Palästinensische Botschaft in London eingeweiht

Pro-palästinensische Demonstration im Oktober in London
Pro-palästinensische Demonstration im Oktober in London
© AFP
Nach der Anerkennung eines palästinensischen Staates durch Großbritannien im September ist in London die palästinensische Botschaft offiziell eingeweiht worden. Der palästinensische Botschafter in Großbritannien, Husam Somlot, sprach bei der kurzen Zeremonie am Montag von einem "historischen Moment" und "tiefgreifenden Meilenstein der britisch-palästinensischen Beziehungen". Die Botschaft stelle für Generationen von Palästinensern den Beweis dar, "dass unsere Identität nicht geleugnet werden kann", fügte er hinzu.

Zuvor hatte sich an dem Standort im Westen Londons die palästinensische Vertretung in Großbritannien befunden.
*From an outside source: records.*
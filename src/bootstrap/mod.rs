//! Startup mode resolution.
//!
//! # Data Flow
//! ```text
//! ProxyConfiguration
//!     → selector.rs (governance present?)
//!         no  → rule swap → persist resolver → repository factory → Standard
//!         yes → provider lookup → governance resolver → rule → Governance
//!     → initializer.rs init(config, port)
//!     → listener serves until shutdown
//! ```

pub mod initializer;
pub mod selector;

use thiserror::Error;

use crate::config::ConfigError;
use crate::governance::GovernanceError;
use crate::net::listener::ListenerError;
use crate::persist::PersistError;
use crate::rule::SwapError;

pub use initializer::{
    BootstrapInitializer, GovernanceBootstrapInitializer, StandardBootstrapInitializer,
};
pub use selector::{
    create_bootstrap_initializer, resolve_startup_plan, verify_startup_plan, StartupPlan,
};

/// The two startup topologies.
#[derive(Debug, Clone, Copy, PartialEq, Eq)]
pub enum StartupMode {
    Standard,
    Governance,
}

impl std::fmt::Display for StartupMode {
    fn fmt(&self, f: &mut std::fmt::Formatter<'_>) -> std::fmt::Result {
        match self {
            StartupMode::Standard => write!(f, "standard"),
            StartupMode::Governance => write!(f, "governance"),
        }
    }
}

/// Any failure that aborts startup.
#[derive(Debug, Error)]
pub enum BootstrapError {
    #[error(transparent)]
    Config(#[from] ConfigError),

    #[error(transparent)]
    Rule(#[from] SwapError),

    #[error(transparent)]
    Persist(#[from] PersistError),

    #[error(transparent)]
    Governance(#[from] GovernanceError),

    #[error(transparent)]
    Listener(#[from] ListenerError),

    #[error("IO error: {0}")]
    Io(#[from] std::io::Error),
}
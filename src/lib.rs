//! Database sharding proxy: startup mode resolution and bootstrap.

pub mod bootstrap;
pub mod cli;
pub mod config;
pub mod governance;
pub mod lifecycle;
pub mod net;
pub mod observability;
pub mod persist;
pub mod rule;

pub use bootstrap::{create_bootstrap_initializer, BootstrapError, BootstrapInitializer};
pub use config::ProxyConfiguration;
pub use lifecycle::Shutdown;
Somlot, der bei der Eröffnungszeremonie ein traditionelles schwarz-weißes Palästinensertuch trug, sagte vor den versammelten Gästen, die Aufwertung der Vertretung zu einer Botschaft sei "nicht einfach eine Namensänderung", sondern ein Richtungswechsel hin zu einem palästinensischen Staat. Er sprach von einem "ein Tag der Hoffnung".

Das britische Außenministerium teilte auf Anfrage zunächst nicht mit, ob London plane, seinerseits eine Botschaft in den palästinensischen Gebieten zu eröffnen. Der Vertreter von Großbritanniens König Charles III. bei der Zeremonie, Alistair Harrison, beglückwünschte die palästinensische Seite zur Einweihung der Botschaft und sprach von einem "Moment der Hoffnung". Dies sei "der Anfang einer großen Veränderung in unseren bilateralen Beziehungen".
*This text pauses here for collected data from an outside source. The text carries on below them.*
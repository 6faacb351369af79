//! Database sharding proxy.
//!
//! # Startup
//!
//! ```text
//!   args (--config, --port)
//!       │
//!       ▼
//!   config loader ──▶ ProxyConfiguration
//!       │
//!       ▼
//!   governance section?
//!       ├── no  ──▶ rules ──▶ metadata persist config ──▶ repository ──▶ Standard
//!       └── yes ──▶ governance config ──▶ governance rule ─────────────▶ Governance
//!                                                                          │
//!                                                   init(config, port) ◀───┘
//!                                                          │
//!                                                          ▼
//!                                                   listener until shutdown
//! ```
//!
//! Any error before the listener binds aborts with a non-zero exit status.

use clap::Parser;

use sharding_proxy::cli::BootstrapArgs;
use sharding_proxy::config::load_config;
use sharding_proxy::lifecycle::startup;
use sharding_proxy::observability::logging;

#[tokio::main]
async fn main() -> Result<(), Box<dyn std::error::Error>> {
    let args = BootstrapArgs::parse();
    let config = load_config(&args.config)?;

    logging::init(&config.observability);

    let port = args.port_or(&config);
    tracing::info!(
        version = env!("CARGO_PKG_VERSION"),
        config = %args.config.display(),
        port,
        governance = config.has_governance(),
        "sharding-proxy starting"
    );

    startup::start(config, port).await?;

    tracing::info!("Shutdown complete");
    Ok(())
}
Im September hatte Großbritannien gemeinsam mit Frankreich, Kanada und Australien in Reaktion auf die katastrophale Lage im Gazastreifen einen palästinensischen Staat anerkannt. Damit wollten die westlichen Staaten eigenen Angaben zufolge die Bemühungen um die sogenannte Zweistaatenlösung wiederbeleben, welche die friedliche Existenz eines Palästinenserstaats an der Seite Israels vorsieht. Deutschland gehört wie die USA nicht zu den inzwischen mehr als 150 der 193 UN-Mitgliedstaaten, die einen Palästinenserstaat anerkennen. 

Seit dem 10. Oktober gilt im Gazastreifen eine fragile Waffenruhe zwischen der radikalislamischen Palästinenserorganisation Hamas und Israel. Beide Seiten werfen sich jedoch immer wieder Verstöße gegen die Waffenruhe vor.

Im Oktober 2023 hatten Hamas-Kämpfer und verbündete Milizen Israel überfallen und mehr als 1200 Menschen getötet. Etwa 250 Menschen wurden als Geiseln in den Gazastreifen verschleppt. In dem dadurch ausgelösten Krieg wurden nach Hamas-Angaben im Gazastreifen mehr als 70.000 Menschen getötet. Die Angaben können nicht unabhängig überprüft werden.